St. Augustine Catholic Church and Cemetery, or the Isle Brevelle Church, is a historic Catholic parish property founded in 1829 near Melrose, Natchitoches Parish, Louisiana. It is the cultural center of the Cane River area's historic Black Creole community.

Established as a mission church by mixed-race freedman Nicolas Augustin Metoyer, St. Augustine is celebrated as the first church in Louisiana to be built by and for free people of color. It is also among the oldest churches founded and built by and for people of African descent in the United States.

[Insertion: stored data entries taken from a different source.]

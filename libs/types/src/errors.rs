//! Error types for the exchange read model
//!
//! Error taxonomy using thiserror. Every error here describes bad input data
//! and is carried as a value, so all types are `Clone + PartialEq`.

use thiserror::Error;

/// Numeric construction errors
#[derive(Error, Debug, Clone, PartialEq, Eq)]
pub enum NumericError {
    #[error("Value must be positive: {0}")]
    NonPositive(String),

    #[error("Unparsable decimal: {0}")]
    Unparsable(String),

    #[error("Value out of range: {0}")]
    Overflow(String),
}

/// A malformed event that cannot enter the projection
#[derive(Error, Debug, Clone, PartialEq, Eq)]
pub enum EventError {
    #[error("Missing required field: {field}")]
    MissingField { field: &'static str },

    #[error("Amount must be positive: {field}={value}")]
    NonPositiveAmount { field: &'static str, value: String },

    #[error("Invalid amount: {field}={value}")]
    InvalidAmount { field: &'static str, value: String },

    #[error("Empty identity: {field}")]
    EmptyIdentity { field: &'static str },

    #[error("Order gives and gets the same token: {token}")]
    SameToken { token: String },

    #[error("Negative ledger timestamp: {value}")]
    NegativeTimestamp { value: i64 },

    #[error("Undecodable event: {reason}")]
    Undecodable { reason: String },
}

impl EventError {
    /// Attach the field name to an amount construction failure.
    pub fn from_amount(field: &'static str, err: NumericError) -> Self {
        match err {
            NumericError::NonPositive(value) => EventError::NonPositiveAmount { field, value },
            NumericError::Unparsable(value) | NumericError::Overflow(value) => {
                EventError::InvalidAmount { field, value }
            }
        }
    }
}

The church and cemetery are within the Cane River National Heritage Area, and are listed on the National Register of Historic Places. Because of its significance in Catholic and Creole history, St. Augustine also is a marked destination on the Louisiana African American Heritage Trail.

History

19th century
Tradition holds that the church was established by Nicolas Augustin Metoyer in 1803 and that services have been held continuously since then. Historical records challenge the local lore. Parish records document the founding of the Chapel of St. Augustine "as a mission of the church of St. François of Natchitoches" in July 1829, shortly after the church was constructed. The mission was recognized in 1856 as a parish in its own right, and authorized a resident priest.

When Father Jean Baptiste Blanc consecrated the chapel for religious use (19 July 1829), he reported that it had been "erected on Isle Brevelle on the plantation of Sieur Augustin Metoyer through the care and generosity of the above-named Augustin Metoyer, aided by Louis Metoyer, his brother. ... The said chapel ... having been dedicated to St. Augustine, shall be considered as under the protection of this great doctor." Tradition also describes the role of Augustin's brother Louis (founder of the nearby Melrose Plantation, a National Historic Landmark ), as the chapel's designer and builder.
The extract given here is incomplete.